My mom was the queen of care packages, and the inspiration and guiding spirit behind Mom in the Mail. I even wrote a letter to her the morning I opened for business, which happened to be her birthday (you can read it here) . She would have turned 76.
Not only was my mom was a very wise and giving woman, she was also stickler for old fashioned courtesy. My sister and I were drilled from an early age that every gift or good deed deserved a hand-written note of thanks and so we would sit, pencils scratching, pigtails hanging down, concentrating as we hunched over our stationary:
"Dear Auntie Agnes. Thank you for the wonderful card and the five dollars. I will buy something extra special with it and think of you".
I tried to pass this tradition on to my own kids, and it soon became torturous for all of us.
Me: Time to write your thank-you notes!
Them: Why? I told them thank you at the party.
Me: Because it's polite. They went to all the trouble of getting you this gift. The least you can do is thank them properly.
Them: OK, I'll thank them again at school on Monday. And I'll do it super properly and everything. Now can I go play with my stuff?
To make my point another way, I would hold up envelopes received from their friends in the mail and wave them around triumphantly.
Me: Looks like you got a thank you note!
Them: Uh huh. She's got a mean mom, too. Just toss it.
Honestly. And that was before texting was even a thing because these were conversations I had with them when they were six. Was it just me?

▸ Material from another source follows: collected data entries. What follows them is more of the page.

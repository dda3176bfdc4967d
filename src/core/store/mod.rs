//! SQLite-backed entity store
//!
//! The store is a handle, not a connection: every unit of work opens its own
//! connection, so handles can be cloned freely across worker threads.
//! Writes run inside `BEGIN IMMEDIATE` transactions; a failing closure rolls
//! the whole unit back.

pub mod queries;
mod schema;
mod types;

pub use types::*;

use std::fs;
use std::path::{Path, PathBuf};
use std::time::Duration;

use chrono::{DateTime, Utc};
use miette::{IntoDiagnostic, Result};
use rusqlite::{Connection, Transaction, TransactionBehavior};

use crate::core::config::{Config, DEFAULT_BUSY_TIMEOUT_MS};
use crate::core::project::Project;

/// Current schema version - opening a database with another version fails
const SCHEMA_VERSION: i32 = 1;

/// Handle to the durable entity store
#[derive(Debug, Clone)]
pub struct EntityStore {
    path: PathBuf,
    busy_timeout: Duration,
}

impl EntityStore {
    /// Open or create the store at `path`
    pub fn open(path: impl Into<PathBuf>) -> Result<Self> {
        Self::open_with_timeout(path, Duration::from_millis(DEFAULT_BUSY_TIMEOUT_MS))
    }

    /// Open the project's store using the configured busy timeout
    pub fn for_project(project: &Project, config: &Config) -> Result<Self> {
        Self::open_with_timeout(project.database_path(), config.busy_timeout())
    }

    pub fn open_with_timeout(path: impl Into<PathBuf>, busy_timeout: Duration) -> Result<Self> {
        let path = path.into();

        if let Some(parent) = path.parent() {
            fs::create_dir_all(parent).into_diagnostic()?;
        }

        let store = Self { path, busy_timeout };
        let conn = store.connect().into_diagnostic()?;

        // WAL lets readers proceed while a writer holds the lock
        conn.execute_batch("PRAGMA journal_mode=WAL;")
            .into_diagnostic()?;
        schema::ensure_schema(&conn)?;

        Ok(store)
    }

    pub fn path(&self) -> &Path {
        &self.path
    }

    /// Open a fresh connection with foreign keys enforced
    pub fn connect(&self) -> rusqlite::Result<Connection> {
        let conn = Connection::open(&self.path)?;
        conn.busy_timeout(self.busy_timeout)?;
        conn.execute_batch("PRAGMA foreign_keys = ON;")?;
        Ok(conn)
    }

    /// Run a read-only unit of work on its own connection
    pub fn read<T, E>(
        &self,
        f: impl FnOnce(&Connection) -> std::result::Result<T, E>,
    ) -> std::result::Result<T, E>
    where
        E: From<rusqlite::Error>,
    {
        let conn = self.connect()?;
        f(&conn)
    }

    /// Run a unit of work in an immediate transaction, committing only on `Ok`
    pub fn write<T, E>(
        &self,
        f: impl FnOnce(&Transaction<'_>) -> std::result::Result<T, E>,
    ) -> std::result::Result<T, E>
    where
        E: From<rusqlite::Error>,
    {
        let mut conn = self.connect()?;
        let tx = conn.transaction_with_behavior(TransactionBehavior::Immediate)?;
        let value = f(&tx)?;
        tx.commit()?;
        Ok(value)
    }
}

/// Parse a stored RFC 3339 timestamp
pub fn parse_timestamp(s: String) -> DateTime<Utc> {
    DateTime::parse_from_rfc3339(&s)
        .map(|dt| dt.with_timezone(&Utc))
        .unwrap_or_default()
}

#[cfg(test)]
mod tests;
use casebook::cli::{Cli, Commands, GlobalOpts};
use casebook::core::{Config, Project};
use clap::Parser;
use miette::Result;
use tracing_subscriber::{layer::SubscriberExt, util::SubscriberInitExt, EnvFilter};

fn main() -> Result<()> {
    // Reset SIGPIPE to default behavior (terminate silently) for proper Unix piping.
    // Without this, piping to `head`, `grep -q`, etc. causes a panic on broken pipe.
    #[cfg(unix)]
    {
        unsafe {
            libc::signal(libc::SIGPIPE, libc::SIG_DFL);
        }
    }
    miette::set_hook(Box::new(|_| {
        Box::new(
            miette::MietteHandlerOpts::new()
                .terminal_links(true)
                .unicode(true)
                .context_lines(2)
                .tab_width(4)
                .build(),
        )
    }))?;

    let cli = Cli::parse();
    let mut global = cli.global;
    let project = Project::locate(global.project.as_deref()).ok();
    let config = Config::load(project.as_ref());
    init_tracing(&global, &config);
    global.apply_config(&config);

    match cli.command {
        Commands::Init(args) => casebook::cli::commands::init::run(args),
        Commands::Call(args) => casebook::cli::commands::call::run(args, &global),
        Commands::Batch(args) => casebook::cli::commands::batch::run(args, &global),
        Commands::New(cmd) => casebook::cli::commands::new::run(cmd, &global),
        Commands::Cases(args) => casebook::cli::commands::cases::run(args, &global),
        Commands::Team(cmd) => cmd.run(&global),
        Commands::Completions(args) => casebook::cli::commands::completions::run(args),
    }
}

/// Logs go to stderr; CASEBOOK_LOG wins over config `log_level`, `--verbose` over both
fn init_tracing(global: &GlobalOpts, config: &Config) {
    let filter = if global.verbose {
        EnvFilter::new("debug")
    } else {
        EnvFilter::try_new(config.log_filter()).unwrap_or_else(|_| EnvFilter::new("warn"))
    };

    tracing_subscriber::registry()
        .with(filter)
        .with(tracing_subscriber::fmt::layer().with_writer(std::io::stderr))
        .init();
}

Back to Mom. Towards the end of her life, she was living in a small studio apartment in a building for seniors, and had really pared down to a few essential belongings. A set of kitchenware, cozy comfortable clothes she bought on sale and one or two nice things for special occasions, photographs of her grandchildren, my sister and me, her windowsill plants, plus the occasional little knick knack from a friend or a place or a time that meant something to her. My sister and I were surprised, when we had to go through the place when she died, to find we could easily fit all that she'd cared about into the trunk of my car and drive away.
When I was writing that letter for her birthday, I went into the garage and opened up the plastic bin of her things I'd kept. There was a box inside stuffed full of letters and cards. As I began unfolding them, I realized what they were.
Thank you notes. From her care packages.
She had kept every single one. They came with baby announcements and photos, family news and well wishes. Many were in childish handwriting simply addressed to "Grandma Rose."
It turns out that thank you notes mean the world to the person who gets them*. Especially if that person is a person who sent a care package.
That's why every Mom in the Mail box comes with a pre-addressed, pre-stamped Thank You Note. The recipient may text you or call you or say thank you (properly or not), when they see you again, but maybe, just maybe, you'll hear this next time you come in the door:
"Looks like you got a thank you note!"
*Except if the recipient is six. Then they will not care at all.